The term “deletion mutation,” as used herein, refers to the removal or loss of one or more nucleotides from a nucleic acid sequence, and is also referred to in the art as a “gene deletion,” a “deficiency,” or a “deletion.” The term “insertion mutation” (or “insertion”), as used herein, refers to the addition of one or more nucleotides into a nucleic acid sequence. The term “chromosome amplification” or “gene amplification” or “amplification” as used herein, refers to an increase in the number of copies of a gene or a number of genes in an organism's genome.

As used herein, the term “sequencing” and its variants comprise obtaining sequence information from a nucleic acid strand, typically by determining the identity of at least some nucleotides (including their nucleobase components) within the nucleic acid molecule. The term sequencing may also refer to determining the order of nucleotides (base sequences) in a nucleic acid sample, e.g. DNA or RNA. Many techniques are available such as Sanger sequencing and high-throughput sequencing technologies (also known as next-generation sequencing technologies) such as the GS FLX platform offered by Roche Applied Science, based on pyro sequencing.

As used herein, the phrase “next generation sequencing” refers to sequencing technologies having increased throughput as compared to traditional Sanger- and capillary electrophoresis-based approaches, for example with the ability to generate hundreds of thousands or millions of relatively small sequence reads at a time. Some examples of next generation sequencing techniques include, but are not limited to, sequencing by synthesis, sequencing by ligation, and sequencing by hybridization. Examples of next generations sequencing processes include pyrosequencing as used by 454 Corporation, Illumina's Solexa system, the SOLiD™ (Sequencing by Oligonucleotide Ligation and Detection) system (Life Technologies Inc.), and Ion Torrent Sequencing systems such as the Personal Genome Machine or the Proton Sequencer (Life Technologies Inc.)

As used herein, the term “alignment” refers to positioning of multiple sequences in a tabular presentation to maximize the possibility for obtaining regions of sequence identity across the various sequences in the alignment, e.g. by introducing gaps. Several methods for alignment of nucleotide sequences are known in the art, as will be further explained below.
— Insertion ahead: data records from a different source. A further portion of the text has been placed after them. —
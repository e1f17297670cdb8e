use std::sync::Arc;
use std::sync::atomic::Ordering;
use std::time::Duration;

use chrono::Utc;

use super::{bulk, fast_config, reply, test_engine};
use crate::core::error::CoreError;
use crate::core::jobs::{JobPayload, JobStatus, SubmitOptions};
use crate::core::remote::mock::MockActionClient;

#[tokio::test]
async fn bulk_offsets_are_cumulative_and_within_range() {
    let engine = test_engine(Arc::new(MockActionClient::new()), fast_config());
    let before = Utc::now();
    let jobs = engine
        .submit_bulk(bulk(vec![reply("1"), reply("2"), reply("3")]), (40, 90))
        .await
        .unwrap();

    let mut previous = before;
    for (k, job) in jobs.iter().enumerate() {
        assert_eq!(job.status, JobStatus::Scheduled);
        let at = job.scheduled_at.unwrap();
        let gap = (at - previous).num_seconds();
        assert!((40..=90).contains(&gap), "gap {} out of range", gap);
        previous = at;

        let progress = job.progress.as_ref().unwrap();
        assert_eq!(progress.current, k + 1);
        assert_eq!(progress.total, 3);
    }

    let batch = jobs[0].batch_id.as_deref().unwrap();
    assert!(jobs.iter().all(|j| j.batch_id.as_deref() == Some(batch)));
}

#[tokio::test]
async fn later_batch_queues_behind_the_earlier_one() {
    let engine = test_engine(Arc::new(MockActionClient::new()), fast_config());
    let first = engine
        .submit_bulk(bulk(vec![reply("1"), reply("2")]), (60, 60))
        .await
        .unwrap();
    let first_tail = first.last().unwrap().scheduled_at.unwrap();

    let second = engine
        .submit_bulk(bulk(vec![reply("3")]), (60, 60))
        .await
        .unwrap();
    assert!(second[0].scheduled_at.unwrap() > first_tail);
}

#[tokio::test]
async fn empty_bulk_submission_is_rejected() {
    let engine = test_engine(Arc::new(MockActionClient::new()), fast_config());
    let err = engine.submit_bulk(Vec::new(), (1, 2)).await.unwrap_err();
    assert!(matches!(err, CoreError::Validation(_)));
}

#[tokio::test]
async fn cancelled_job_never_reaches_the_remote_side() {
    let client = Arc::new(MockActionClient::new());
    let engine = test_engine(Arc::clone(&client), fast_config());
    let jobs = engine
        .submit_bulk(bulk(vec![reply("1")]), (600, 600))
        .await
        .unwrap();

    let cancelled = engine.cancel(&jobs[0].id).await.unwrap();
    assert_eq!(cancelled.status, JobStatus::Cancelled);

    engine.tick().await;
    tokio::time::sleep(Duration::from_millis(50)).await;
    assert_eq!(client.reply_calls.load(Ordering::SeqCst), 0);

    let stored = engine.get(&jobs[0].id).await.unwrap();
    assert_eq!(stored.status, JobStatus::Cancelled);
    assert!(stored.completed_at.is_none());
}

#[tokio::test]
async fn cancel_rejects_unknown_and_terminal_jobs() {
    let engine = test_engine(Arc::new(MockActionClient::new()), fast_config());
    let err = engine.cancel("no-such-job").await.unwrap_err();
    assert!(matches!(err, CoreError::NotFound(_)));

    let jobs = engine
        .submit_bulk(bulk(vec![reply("1")]), (600, 600))
        .await
        .unwrap();
    engine.cancel(&jobs[0].id).await.unwrap();
    let err = engine.cancel(&jobs[0].id).await.unwrap_err();
    assert!(matches!(err, CoreError::NotCancellable(_)));
}

#[tokio::test]
async fn running_job_is_not_abortable() {
    let client =
        Arc::new(MockActionClient::new().with_reply_latency(Duration::from_millis(200)));
    let engine = test_engine(Arc::clone(&client), fast_config());
    let job = engine
        .submit(JobPayload::Reply(reply("1")), SubmitOptions::default())
        .await
        .unwrap();

    engine.tick().await;
    let err = engine.cancel(&job.id).await.unwrap_err();
    assert!(matches!(err, CoreError::NotCancellable(_)));

    // The in-flight call still runs to completion.
    super::wait_until(Duration::from_secs(2), || async {
        engine.get(&job.id).await.unwrap().status == JobStatus::Completed
    })
    .await;
}

#[tokio::test]
async fn cancel_all_sweeps_once_then_finds_nothing() {
    let engine = test_engine(Arc::new(MockActionClient::new()), fast_config());
    engine
        .submit_bulk(bulk(vec![reply("1"), reply("2"), reply("3")]), (600, 600))
        .await
        .unwrap();

    assert_eq!(engine.cancel_all().await, 3);
    assert_eq!(engine.cancel_all().await, 0);

    let (_, summary) = engine.snapshot().await;
    assert_eq!(summary.cancelled, 3);
}
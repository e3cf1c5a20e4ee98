use std::collections::VecDeque;

use crate::grid::{Direction, OccupancyMap, Pos};
use crate::turns::can_change_direction;

/// Starting body, head first.
pub const INITIAL_BODY: [Pos; 3] = [Pos::new(3, 1), Pos::new(2, 1), Pos::new(1, 1)];
pub const INITIAL_VELOCITY: Direction = Direction::East;

/// Ordered body cells, head at the front, along with the occupancy map that
/// mirrors them. Every mutation goes through methods that update both.
#[derive(Clone, Debug)]
pub struct Snake {
    segments: VecDeque<Pos>,
    occupancy: OccupancyMap,
    velocity: Direction,
    should_grow: bool,
}

impl Snake {
    pub fn new(side: u16) -> Self {
        let mut snake = Snake {
            segments: VecDeque::with_capacity(side as usize * side as usize),
            occupancy: OccupancyMap::new(side),
            velocity: INITIAL_VELOCITY,
            should_grow: false,
        };
        snake.reset();
        snake
    }

    /// Back to the starting layout on an empty grid.
    pub fn reset(&mut self) {
        self.segments.clear();
        self.occupancy.clear();
        for pos in INITIAL_BODY {
            self.push_tail(pos);
        }
        self.velocity = INITIAL_VELOCITY;
        self.should_grow = false;
    }

    pub fn head(&self) -> Pos {
        self.segments[0]
    }

    pub fn len(&self) -> usize {
        self.segments.len()
    }

    pub fn segments(&self) -> impl Iterator<Item = Pos> + '_ {
        self.segments.iter().copied()
    }

    /// The segments on either side of segment `i`: (toward the head, toward the tail).
    pub fn neighbors(&self, i: usize) -> (Option<Pos>, Option<Pos>) {
        if i >= self.segments.len() {
            return (None, None);
        }
        let before = i.checked_sub(1).and_then(|j| self.segments.get(j).copied());
        let after = self.segments.get(i + 1).copied();
        (before, after)
    }

    pub fn velocity(&self) -> Direction {
        self.velocity
    }

    /// Returns whether the turn was taken.
    pub fn turn(&mut self, dir: Direction) -> bool {
        if can_change_direction(self.velocity, dir) {
            self.velocity = dir;
            true
        } else {
            false
        }
    }

    pub fn should_grow(&self) -> bool {
        self.should_grow
    }

    pub fn set_should_grow(&mut self, grow: bool) {
        self.should_grow = grow;
    }

    pub fn occupancy(&self) -> &OccupancyMap {
        &self.occupancy
    }

    pub fn is_occupied(&self, pos: Pos) -> bool {
        self.occupancy.is_occupied(pos)
    }

    pub fn push_head(&mut self, pos: Pos) {
        self.segments.push_front(pos);
        self.occupancy.set(pos, true);
    }

    /// Puts a segment back behind the tail tip.
    pub fn push_tail(&mut self, pos: Pos) {
        self.segments.push_back(pos);
        self.occupancy.set(pos, true);
    }

    /// Removes the tail tip and frees its cell. The head is never removed.
    pub fn pop_tail(&mut self) -> Option<Pos> {
        if self.segments.len() < 2 {
            return None;
        }
        let tip = self.segments.pop_back()?;
        self.occupancy.set(tip, false);
        Some(tip)
    }
}

#[cfg(test)]
mod tests {
    use super::*;

    #[test]
    fn test_initial_layout() {
        let snake = Snake::new(15);

        let body: Vec<Pos> = snake.segments().collect();
        assert_eq!(body, INITIAL_BODY.to_vec());
        assert_eq!(snake.head(), Pos::new(3, 1));
        assert_eq!(snake.segments().last(), Some(Pos::new(1, 1)));
        assert_eq!(snake.velocity(), Direction::East);
        assert!(!snake.should_grow());
        assert_eq!(snake.occupancy().occupied_count(), 3);
        for pos in INITIAL_BODY {
            assert!(snake.is_occupied(pos));
        }
    }

    #[test]
    fn test_neighbors() {
        let snake = Snake::new(15);

        assert_eq!(snake.neighbors(0), (None, Some(Pos::new(2, 1))));
        assert_eq!(
            snake.neighbors(1),
            (Some(Pos::new(3, 1)), Some(Pos::new(1, 1)))
        );
        assert_eq!(snake.neighbors(2), (Some(Pos::new(2, 1)), None));
        assert_eq!(snake.neighbors(3), (None, None));
        assert_eq!(snake.neighbors(usize::MAX), (None, None));
    }

    #[test]
    fn test_push_and_pop_track_occupancy() {
        let mut snake = Snake::new(15);

        snake.push_head(Pos::new(4, 1));
        assert!(snake.is_occupied(Pos::new(4, 1)));
        assert_eq!(snake.len(), 4);

        assert_eq!(snake.pop_tail(), Some(Pos::new(1, 1)));
        assert!(!snake.is_occupied(Pos::new(1, 1)));
        assert_eq!(snake.len(), 3);
        assert_eq!(snake.occupancy().occupied_count(), snake.len());

        snake.push_tail(Pos::new(1, 1));
        assert_eq!(snake.segments().last(), Some(Pos::new(1, 1)));
        assert_eq!(snake.occupancy().occupied_count(), 4);
    }

    #[test]
    fn test_head_is_never_popped() {
        let mut snake = Snake::new(15);
        assert!(snake.pop_tail().is_some());
        assert!(snake.pop_tail().is_some());
        assert_eq!(snake.pop_tail(), None);
        assert_eq!(snake.head(), Pos::new(3, 1));
        assert!(snake.is_occupied(Pos::new(3, 1)));
    }

    #[test]
    fn test_turn() {
        let mut snake = Snake::new(15);

        // Can't reverse direction
        assert!(!snake.turn(Direction::West));
        assert_eq!(snake.velocity(), Direction::East);

        assert!(snake.turn(Direction::North));
        assert_eq!(snake.velocity(), Direction::North);

        assert!(snake.turn(Direction::North));
        assert!(!snake.turn(Direction::South));
        assert_eq!(snake.velocity(), Direction::North);
    }

    #[test]
    fn test_reset() {
        let mut snake = Snake::new(15);
        snake.push_head(Pos::new(4, 1));
        snake.push_head(Pos::new(4, 2));
        snake.turn(Direction::South);
        snake.set_should_grow(true);

        snake.reset();
        assert_eq!(snake.segments().collect::<Vec<_>>(), INITIAL_BODY.to_vec());
        assert_eq!(snake.velocity(), Direction::East);
        assert!(!snake.should_grow());
        assert_eq!(snake.occupancy().occupied_count(), 3);
        assert!(!snake.is_occupied(Pos::new(4, 2)));
    }
}
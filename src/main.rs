mod config;
mod food;
mod game;
mod grid;
mod input;
mod render;
mod snake;
mod turns;

use clap::Parser;
use crossterm::{
    event::{self, DisableMouseCapture, EnableMouseCapture, Event},
    execute,
    terminal::{disable_raw_mode, enable_raw_mode, EnterAlternateScreen, LeaveAlternateScreen},
};
use log::{error, info};
use rand::rngs::StdRng;
use rand::{Rng, SeedableRng};
use ratatui::prelude::*;
use simplelog::{LevelFilter, WriteLogger};
use std::fs::File;
use std::io;
use std::ops::ControlFlow;
use std::time::{Duration, Instant};

use crate::config::Config;
use crate::game::Game;

fn main() -> Result<(), io::Error> {
    let config = Config::parse();

    // Set up logging before anything else
    WriteLogger::init(
        LevelFilter::Info,
        simplelog::Config::default(),
        File::create(&config.log_file)?,
    )
    .expect("Failed to initialize logger");

    info!(
        "Starting snekgrid on a {}x{} grid at {} ticks per second",
        config.side, config.side, config.fps
    );

    let rng = match config.seed {
        Some(seed) => {
            info!("Using seed {}", seed);
            StdRng::seed_from_u64(seed)
        }
        None => StdRng::from_entropy(),
    };
    let mut game = Game::new(&config, rng);

    // Setup terminal
    enable_raw_mode()?;
    let mut stdout = io::stdout();
    execute!(stdout, EnterAlternateScreen, EnableMouseCapture)?;
    let backend = CrosstermBackend::new(stdout);
    let mut terminal = Terminal::new(backend)?;

    let result = run(&mut terminal, &mut game, config.tick_rate());
    if let Err(e) = &result {
        error!("Game loop failed: {}", e);
    }

    // Cleanup terminal
    disable_raw_mode()?;
    execute!(
        terminal.backend_mut(),
        LeaveAlternateScreen,
        DisableMouseCapture
    )?;
    terminal.show_cursor()?;

    info!("Exiting at length {}", game.snake().len());
    result
}

/// Draws every frame and ticks the game once per `tick_rate` while it runs.
fn run<B: Backend, R: Rng>(
    terminal: &mut Terminal<B>,
    game: &mut Game<R>,
    tick_rate: Duration,
) -> io::Result<()> {
    let mut last_tick = Instant::now();

    loop {
        terminal.draw(|f| render::draw(f, &game.snapshot()))?;

        let timeout = tick_rate.saturating_sub(last_tick.elapsed());
        if event::poll(timeout)? {
            if let Event::Key(key) = event::read()? {
                if let Some(command) = input::command_for(key) {
                    if let ControlFlow::Break(()) = input::dispatch(game, command) {
                        return Ok(());
                    }
                }
            }
        }

        if last_tick.elapsed() >= tick_rate {
            if !game.is_paused() && !game.is_over() {
                game.tick();
            }
            last_tick = Instant::now();
        }
    }
}
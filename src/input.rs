use std::ops::ControlFlow;

use crossterm::event::{KeyCode, KeyEvent, KeyEventKind, KeyModifiers};
use rand::Rng;

use crate::game::Game;
use crate::grid::Direction;

#[derive(Clone, Copy, Debug, PartialEq, Eq)]
pub enum Command {
    Turn(Direction),
    TogglePause,
    Restart,
    /// Debug key: grow on the next tick without eating
    Grow,
    Quit,
}

pub fn command_for(key: KeyEvent) -> Option<Command> {
    if key.kind != KeyEventKind::Press {
        return None;
    }

    if key.modifiers.contains(KeyModifiers::CONTROL) && key.code == KeyCode::Char('c') {
        return Some(Command::Quit);
    }

    match key.code {
        KeyCode::Up | KeyCode::Char('w') => Some(Command::Turn(Direction::North)),
        KeyCode::Down | KeyCode::Char('s') => Some(Command::Turn(Direction::South)),
        KeyCode::Left | KeyCode::Char('a') => Some(Command::Turn(Direction::West)),
        KeyCode::Right | KeyCode::Char('d') => Some(Command::Turn(Direction::East)),
        KeyCode::Char('p') | KeyCode::Char(' ') => Some(Command::TogglePause),
        KeyCode::Char('r') => Some(Command::Restart),
        KeyCode::Char('g') => Some(Command::Grow),
        KeyCode::Char('q') | KeyCode::Esc => Some(Command::Quit),
        _ => None,
    }
}

/// Hands a command to the game. `Break` means the player wants out.
pub fn dispatch<R: Rng>(game: &mut Game<R>, command: Command) -> ControlFlow<()> {
    match command {
        Command::Turn(dir) => game.queue_turn(dir),
        Command::TogglePause => game.toggle_pause(),
        Command::Restart => game.request_restart(),
        Command::Grow => game.force_grow(),
        Command::Quit => return ControlFlow::Break(()),
    }
    ControlFlow::Continue(())
}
The term “heterozygous” refers to a condition in which different alleles exist at corresponding loci on homologous chromosomes, while the term “homozygous” refers to a condition in which identical alleles exist at corresponding loci on homologous chromosomes.

As used herein, “treatment” and “treating” and the like generally mean obtaining a desired pharmacological and physiological effect. The effect may be prophylactic in terms of preventing or partially preventing a disease, symptom or condition thereof and/or may be therapeutic in terms of a partial or complete cure of a disease, condition, symptom or adverse effect attributed to the disease. The term “treatment” as used herein covers any treatment of a disease in a mammal, particularly a human, and includes: (a) preventing the disease from occurring in a subject which may be predisposed to the disease but has not yet been diagnosed as having it such as a preventive early asymptomatic intervention; (b) inhibiting the disease, i.e., arresting its development; or relieving the disease, i.e., causing regression of the disease and/or its symptoms or conditions such as improvement or remediation of damage.

As used herein, an “allele” refers to an alternative sequence at a particular locus. In this invention, “allele” includes all variants and differences in a gene, including deletions, amplifications, or a difference as small as one nucleotide base.

As used herein, a “locus” is a short sequence that is usually unique and usually found at one particular location in the genome by a point of reference, e.g., a short DNA sequence that is a gene, or part of a gene or intergenic region. In some embodiments, a locus is a unique PCR product at a particular location in the genome. Loci may comprise one or more polymorphisms; i.e., alternative alleles present in some individuals.

As used herein, the term “variant” when used in reference to a nucleotide sequence refers to a nucleic acid sequence that differs by one or more nucleotides from another, including deletions and amplifications.

As used herein, “polymorphism” means the presence of one or more variations of a nucleic acid sequence at one or more loci in a population of one or more individuals. The variation may comprise but is not limited to one or more base changes, the insertion of one or more nucleotides or the deletion of one or more nucleotides. A polymorphism includes a single nucleotide polymorphism (SNP), a simple sequence repeat (SSR) and indels, which are insertions and deletions. A polymorphism may arise from random processes in nucleic acid replication, through mutagenesis, as a result of mobile genomic elements, from copy number variation and during the process of meiosis, such as unequal crossing over, genome duplication and chromosome breaks and fusions. The variation can be commonly found or may exist at low frequency within a population, the former having greater utility in general plant breeding and the later may be associated with rare but important phenotypic variation. In some embodiments, a “polymorphism” is a variation among individuals in sequence, particularly in DNA sequence, or feature, such as a transcriptional profile or methylation pattern. Useful polymorphisms include single nucleotide polymorphisms (SNPs), insertions or deletions in DNA sequence (indels), simple sequence repeats of DNA sequence (SSRs) a restriction fragment length polymorphism, a haplotype, and a tag SNP. A genetic marker, a gene, a DNA-derived sequence, a RNA-derived sequence, a promoter, a 5′ untranslated region of a gene, a 3′ untranslated region of a gene, microRNA, siRNA, a QTL, a satellite marker, a transgene, mRNA, ds mRNA, a transcriptional profile, and a methylation pattern may comprise polymorphisms.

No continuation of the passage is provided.